THE GIANT FOREST DISTRICT
The Giant Forest is the name given the largest grove of sequoias, which is more than a grove. It is a Brobdingnagian forest. Here is found the General Sherman Tree, perhaps the oldest and largest living thing, 36.5 feet at its greatest diameter and 272.4 feet high. There are scores of trees almost as large as the General Sherman, hundreds over 10 feet in diameter, and many thousand from the seedling stage upward.
In his book, Our National Parks, John Muir says, "* * * I entered the sublime wilderness of the Kaweah Basin. This part of the Sequoia belt seemed to me the finest, and I then named it 'The Giant Forest.' It extends, a magnificent growth of giants grouped in pure temple groves, ranged in colonnades along the sides of meadows or scattered among the other trees, from the granite headlands overlooking the hot foothills and plains of the San Joaquin back to within a few miles of the old glacier fountains at an elevation of 5,000 to 8,400 feet above the sea."

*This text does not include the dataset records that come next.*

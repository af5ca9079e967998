use broadcaster_core::CellValue;

/// Country code used when none is configured.
pub const DEFAULT_COUNTRY_CODE: &str = "+91";

/// Digits kept from the end of a phone number.
const SUBSCRIBER_DIGITS: usize = 10;

/// Normalizes a raw `telegram_id` cell to `{country_code}{last 10 digits}`.
///
/// Numeric coercion runs before the raw-string fallback, so spreadsheet
/// floats such as `919876543210.0` come out as `919876543210` instead of
/// gaining a trailing zero digit. Returns `None` for empty cells and for
/// values with fewer than ten digits.
pub fn normalize_phone(cell: &CellValue, country_code: &str) -> Option<String> {
    let raw = match cell {
        CellValue::Empty => return None,
        CellValue::Text(text) if text.is_empty() => return None,
        CellValue::Integer(n) => n.to_string(),
        CellValue::Number(n) => integer_string(*n).unwrap_or_else(|| n.to_string()),
        CellValue::Bool(b) => u8::from(*b).to_string(),
        CellValue::Text(text) => text
            .trim()
            .parse::<f64>()
            .ok()
            .and_then(integer_string)
            .unwrap_or_else(|| text.clone()),
    };

    let digits: String = raw.chars().filter(char::is_ascii_digit).collect();
    if digits.len() < SUBSCRIBER_DIGITS {
        return None;
    }
    Some(format!(
        "{country_code}{}",
        &digits[digits.len() - SUBSCRIBER_DIGITS..]
    ))
}

/// Truncates a finite float and prints it without a fractional part.
fn integer_string(value: f64) -> Option<String> {
    value.is_finite().then(|| format!("{:.0}", value.trunc()))
}
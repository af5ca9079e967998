//! Web surface for the Broadcaster.
//!
//! Serves the compose form, starts one broadcast at a time in the
//! background, and streams its progress to every open page over WebSocket.

/// Open WebSocket viewers.
pub mod connection;
/// API key check.
pub mod middleware;
/// Embedded single-page UI.
pub mod page;
/// Background run launcher and progress snapshot.
pub mod runner;
/// Router and handlers.
pub mod server;

pub use middleware::AuthConfig;
pub use runner::{RunLauncher, RunSettings, RunSnapshot, StartError};
pub use server::GatewayServer;
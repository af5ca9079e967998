//! The broadcast engine.
//!
//! Reads recipient rows, normalizes phone numbers, sends every row on the
//! chat and mail channels concurrently, and drives the run through its
//! `Connecting → Sending → Completed` state machine with mandatory pacing
//! between rows.
//!
//! # Main types
//!
//! - [`Broadcaster`]: Runs one broadcast over a dataset.
//! - [`RowSender`]: Sends one row on both channels.
//! - [`RecipientSource`] / [`SpreadsheetSource`]: Where rows come from.
//! - [`ClientFactory`]: Builds fresh channel clients for each run.
//! - [`normalize_phone`]: Cell value to `+<cc><10 digits>`.

/// Broadcast state machine and pacing.
pub mod broadcast;
/// Workbook loading and header parsing.
pub mod dataset;
/// Phone number normalization.
pub mod phone;
/// Dual-channel row sender.
pub mod sender;

pub use broadcast::{Broadcaster, ClientFactory, Pacing, RunSummary};
pub use dataset::{recipients_from_rows, RecipientSource, SpreadsheetSource, StaticSource};
pub use phone::{normalize_phone, DEFAULT_COUNTRY_CODE};
pub use sender::{OutgoingMessage, RowSender};
//! Command-line entry point: web UI, terminal broadcast and config check.

mod clients;

use broadcaster_core::config::{ALL_KEYS, REQUIRED_KEYS};
use broadcaster_core::{
    BroadcasterConfig, ConfigResolver, EnvProvider, RunEvent, SecretsFileProvider,
};
use broadcaster_engine::{Broadcaster, RecipientSource, SpreadsheetSource};
use broadcaster_gateway::connection::ConnectionManager;
use broadcaster_gateway::{AuthConfig, GatewayServer, RunLauncher, RunSettings};
use clap::{Parser, Subcommand};
use clients::LiveClients;
use std::path::{Path, PathBuf};
use std::sync::Arc;
use tokio::sync::mpsc;
use tracing::{info, warn};
use tracing_subscriber::EnvFilter;

#[derive(Parser)]
#[command(
    name = "broadcaster",
    about = "Send one message to every spreadsheet row over Telegram and email"
)]
struct Cli {
    /// Secrets file consulted after the environment
    #[arg(long, global = true, default_value = "secrets.toml")]
    secrets: PathBuf,

    /// Dotenv file loaded into the environment at startup
    #[arg(long, global = true, default_value = ".env")]
    env_file: PathBuf,

    #[command(subcommand)]
    command: Commands,
}

#[derive(Subcommand)]
enum Commands {
    /// Start the web UI
    Serve {
        /// Host to bind to (overrides config)
        #[arg(long)]
        host: Option<String>,
        /// Port to listen on (overrides config)
        #[arg(short, long)]
        port: Option<u16>,
        /// Recipient workbook (overrides config)
        #[arg(long)]
        data: Option<PathBuf>,
    },
    /// Run one broadcast from the terminal
    Send {
        /// Message text
        #[arg(short, long, required_unless_present = "message_file", conflicts_with = "message_file")]
        message: Option<String>,
        /// Read the message text from a file
        #[arg(long)]
        message_file: Option<PathBuf>,
        /// Recipient workbook (overrides config)
        #[arg(long)]
        data: Option<PathBuf>,
    },
    /// Show where each setting comes from
    Config,
}

fn build_resolver(secrets: &Path) -> anyhow::Result<ConfigResolver> {
    Ok(ConfigResolver::new()
        .with_provider(EnvProvider)
        .with_provider(SecretsFileProvider::load(secrets)?))
}

/// One line per known key: source, or `missing` / `default`.
fn describe_config(resolver: &ConfigResolver) -> Vec<String> {
    ALL_KEYS
        .iter()
        .map(|key| match resolver.lookup(key) {
            Some((_, source)) => format!("  {key:<22} set ({source})"),
            None if REQUIRED_KEYS.contains(key) => format!("  {key:<22} MISSING"),
            None => format!("  {key:<22} default"),
        })
        .collect()
}

async fn read_message(message: Option<String>, message_file: Option<PathBuf>) -> anyhow::Result<String> {
    match (message, message_file) {
        (Some(message), _) => Ok(message),
        (None, Some(path)) => tokio::fs::read_to_string(&path)
            .await
            .map_err(|e| anyhow::anyhow!("Failed to read message file '{}': {e}", path.display())),
        (None, None) => anyhow::bail!("No message given"),
    }
}

#[tokio::main]
async fn main() -> anyhow::Result<()> {
    tracing_subscriber::fmt()
        .with_env_filter(
            EnvFilter::try_from_default_env().unwrap_or_else(|_| EnvFilter::new("info")),
        )
        .json()
        .init();

    let cli = Cli::parse();

    if cli.env_file.exists() {
        if let Err(e) = dotenvy::from_path(&cli.env_file) {
            warn!(path = %cli.env_file.display(), error = %e, "Failed to load env file");
        }
    }
    let resolver = build_resolver(&cli.secrets)?;

    if let Commands::Config = cli.command {
        println!("Configuration:");
        for line in describe_config(&resolver) {
            println!("{line}");
        }
        return match BroadcasterConfig::resolve(&resolver) {
            Ok(_) => {
                println!("\nAll required settings present.");
                Ok(())
            }
            Err(e) => Err(anyhow::anyhow!("{e}")),
        };
    }

    let config = BroadcasterConfig::resolve(&resolver).map_err(|e| {
        anyhow::anyhow!("{e}\nLocally: check your .env file. Otherwise: check {}", cli.secrets.display())
    })?;

    match cli.command {
        Commands::Serve { host, port, data } => {
            let host = host.unwrap_or_else(|| config.gateway.host.clone());
            let port = port.unwrap_or(config.gateway.port);
            let data = data.unwrap_or_else(|| config.data_file.clone());

            let connections = ConnectionManager::new();
            let launcher = RunLauncher::new(
                Arc::new(LiveClients::new(&config)),
                Arc::new(SpreadsheetSource::new(data.clone())),
                RunSettings {
                    subject: config.email_subject.clone(),
                    country_code: config.country_code.clone(),
                },
                connections.clone(),
            );
            let auth = AuthConfig::new(config.gateway.api_keys.clone());
            if auth.is_enabled() {
                info!(keys = auth.api_keys.len(), "API key auth enabled");
            }
            let app = GatewayServer::build_with_auth(launcher, connections, auth);

            let addr = format!("{host}:{port}");
            let listener = tokio::net::TcpListener::bind(&addr).await?;
            info!(%addr, data = %data.display(), "Broadcaster UI listening");
            axum::serve(listener, app).await?;
        }
        Commands::Send {
            message,
            message_file,
            data,
        } => {
            let message = read_message(message, message_file).await?;
            if message.trim().is_empty() {
                anyhow::bail!("Message is empty!");
            }
            let source = SpreadsheetSource::new(data.unwrap_or_else(|| config.data_file.clone()));
            let rows = source.load().await?;

            let (tx, mut rx) = mpsc::unbounded_channel();
            let printer = tokio::spawn(async move {
                while let Some(event) = rx.recv().await {
                    match event {
                        RunEvent::StateChanged { state } => info!(?state, "Run state"),
                        RunEvent::RowCompleted {
                            completed,
                            total,
                            line,
                            ..
                        } => println!("[{completed}/{total}] {line}"),
                        RunEvent::Completed { stats, .. } => {
                            println!("\nBroadcast Complete!");
                            println!("  Telegram: {} sent, {} failed", stats.tg_ok, stats.tg_fail);
                            println!("  Email:    {} sent, {} failed", stats.em_ok, stats.em_fail);
                        }
                        RunEvent::Aborted { .. } => {}
                    }
                }
            });

            let result = Broadcaster::from_config(&config, &LiveClients::new(&config))
                .with_events(tx)
                .run(&rows, &message)
                .await;
            let _ = printer.await;
            result?;
        }
        Commands::Config => {}
    }

    Ok(())
}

Giant Forest is also the name of the village beneath the sequoias where the Giant Forest Lodge and the housekeeping and auto camps are situated. Its summer population is about 3,000.
THE MEADOWS
The beauty of the Giant Forest region is much enhanced by the many upland meadows, flower-strewn from the first blossoming of the amethystine cyclamen, or shooting stars in May, to the golden autumn glow of the goldenrod in September. The best-known meadows are Round, Circle, Crescent, and Log, all within 2 miles of Giant Forest Camp.